TASK STATEMENT:
Verbatim output of the full listing is required.

INFORMATION SHOWN:

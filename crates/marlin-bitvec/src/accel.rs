//! Word-batch kernels.
//!
//! The fused multi-bit-vector iterator combines its children in aligned
//! batches of 8 machine words (64 bytes). The loops below are written
//! over fixed-size arrays so the compiler can lower them to wide vector
//! instructions on targets that have them.

/// Words combined per batch.
pub const WORDS_PER_BATCH: usize = 8;

/// A read-only, possibly inverted view of a word array.
#[derive(Debug, Clone, Copy)]
pub struct WordView<'a> {
    words: &'a [u64],
    inverted: bool,
}

impl<'a> WordView<'a> {
    #[must_use]
    pub fn new(words: &'a [u64], inverted: bool) -> Self {
        Self { words, inverted }
    }

    #[must_use]
    pub fn is_inverted(&self) -> bool {
        self.inverted
    }

    /// The word at `idx`; words past the end read as all-zero before
    /// inversion.
    #[inline]
    #[must_use]
    pub fn word(&self, idx: usize) -> u64 {
        let word = self.words.get(idx).copied().unwrap_or(0);
        if self.inverted {
            !word
        } else {
            word
        }
    }
}

/// AND all sources into `dest`, reading the batch starting at word
/// index `base`.
#[inline]
pub fn and_batch<'a>(
    dest: &mut [u64; WORDS_PER_BATCH],
    base: usize,
    sources: impl IntoIterator<Item = WordView<'a>>,
) {
    dest.fill(!0);
    for src in sources {
        for (i, word) in dest.iter_mut().enumerate() {
            *word &= src.word(base + i);
        }
    }
}

/// OR all sources into `dest`, reading the batch starting at word index
/// `base`.
#[inline]
pub fn or_batch<'a>(
    dest: &mut [u64; WORDS_PER_BATCH],
    base: usize,
    sources: impl IntoIterator<Item = WordView<'a>>,
) {
    dest.fill(0);
    for src in sources {
        for (i, word) in dest.iter_mut().enumerate() {
            *word |= src.word(base + i);
        }
    }
}

#[cfg(test)]
mod tests {
    use super::*;

    #[test]
    fn and_batch_intersects_with_inversion() {
        let a = vec![0b1111u64; 8];
        let b = vec![0b1010u64; 8];
        let mut dest = [0u64; WORDS_PER_BATCH];
        and_batch(
            &mut dest,
            0,
            [WordView::new(&a, false), WordView::new(&b, false)],
        );
        assert!(dest.iter().all(|&w| w == 0b1010));
        and_batch(
            &mut dest,
            0,
            [WordView::new(&a, false), WordView::new(&b, true)],
        );
        assert!(dest.iter().all(|&w| w == 0b0101));
    }

    #[test]
    fn or_batch_reads_past_end_as_zero() {
        let short = vec![0xffu64; 4];
        let mut dest = [0u64; WORDS_PER_BATCH];
        or_batch(&mut dest, 0, [WordView::new(&short, false)]);
        assert_eq!(&dest[..4], &[0xff; 4]);
        assert_eq!(&dest[4..], &[0; 4]);
    }

    #[test]
    fn batches_are_offset_by_base() {
        let mut words = vec![0u64; 16];
        words[9] = 42;
        let mut dest = [0u64; WORDS_PER_BATCH];
        or_batch(&mut dest, 8, [WordView::new(&words, false)]);
        assert_eq!(dest[1], 42);
        assert_eq!(dest[0], 0);
    }
}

RESULT FOR THIS EXERCISE:
filename crates/marlin-bitvec/src/accel.rs
//! Word-batch kernels.
//!
//! The fused multi-bit-vector iterator combines its children in aligned
//! batches of 8 machine words (64 bytes). The loops below are written
//! over fixed-size arrays so the compiler can lower them to wide vector
//! instructions on targets that have them.

/// Words combined per batch.
pub const WORDS_PER_BATCH: usize = 8;

/// A read-only, possibly inverted view of a word array.
#[derive(Debug, Clone, Copy)]
pub struct WordView<'a> {
    words: &'a [u64],
    inverted: bool,
}

impl<'a> WordView<'a> {
    #[must_use]
    pub fn new(words: &'a [u64], inverted: bool) -> Self {
        Self { words, inverted }
    }

    #[must_use]
    pub fn is_inverted(&self) -> bool {
        self.inverted
    }

    /// The word at `idx`; words past the end read as all-zero before
    /// inversion.
    #[inline]
    #[must_use]
    pub fn word(&self, idx: usize) -> u64 {
        let word = self.words.get(idx).copied().unwrap_or(0);
        if self.inverted {
            !word
        } else {
            word
        }
    }
}

/// AND all sources into `dest`, reading the batch starting at word
/// index `base`.
#[inline]
pub fn and_batch<'a>(
    dest: &mut [u64; WORDS_PER_BATCH],
    base: usize,
    sources: impl IntoIterator<Item = WordView<'a>>,
) {
    dest.fill(!0);
    for src in sources {
        for (i, word) in dest.iter_mut().enumerate() {
            *word &= src.word(base + i);
        }
    }
}

/// OR all sources into `dest`, reading the batch starting at word index
/// `base`.
#[inline]
pub fn or_batch<'a>(
    dest: &mut [u64; WORDS_PER_BATCH],
    base: usize,
    sources: impl IntoIterator<Item = WordView<'a>>,
) {
    dest.fill(0);
    for src in sources {
        for (i, word) in dest.iter_mut().enumerate() {
            *word |= src.word(base + i);
        }
    }
}

#[cfg(test)]
mod tests {
    use super::*;

    #[test]
    fn and_batch_intersects_with_inversion() {
        let a = vec![0b1111u64; 8];
        let b = vec![0b1010u64; 8];
        let mut dest = [0u64; WORDS_PER_BATCH];
        and_batch(
            &mut dest,
            0,
            [WordView::new(&a, false), WordView::new(&b, false)],
        );
        assert!(dest.iter().all(|&w| w == 0b1010));
        and_batch(
            &mut dest,
            0,
            [WordView::new(&a, false), WordView::new(&b, true)],
        );
        assert!(dest.iter().all(|&w| w == 0b0101));
    }

    #[test]
    fn or_batch_reads_past_end_as_zero() {
        let short = vec![0xffu64; 4];
        let mut dest = [0u64; WORDS_PER_BATCH];
        or_batch(&mut dest, 0, [WordView::new(&short, false)]);
        assert_eq!(&dest[..4], &[0xff; 4]);
        assert_eq!(&dest[4..], &[0; 4]);
    }

    #[test]
    fn batches_are_offset_by_base() {
        let mut words = vec![0u64; 16];
        words[9] = 42;
        let mut dest = [0u64; WORDS_PER_BATCH];
        or_batch(&mut dest, 8, [WordView::new(&words, false)]);
        assert_eq!(dest[1], 42);
        assert_eq!(dest[0], 0);
    }
}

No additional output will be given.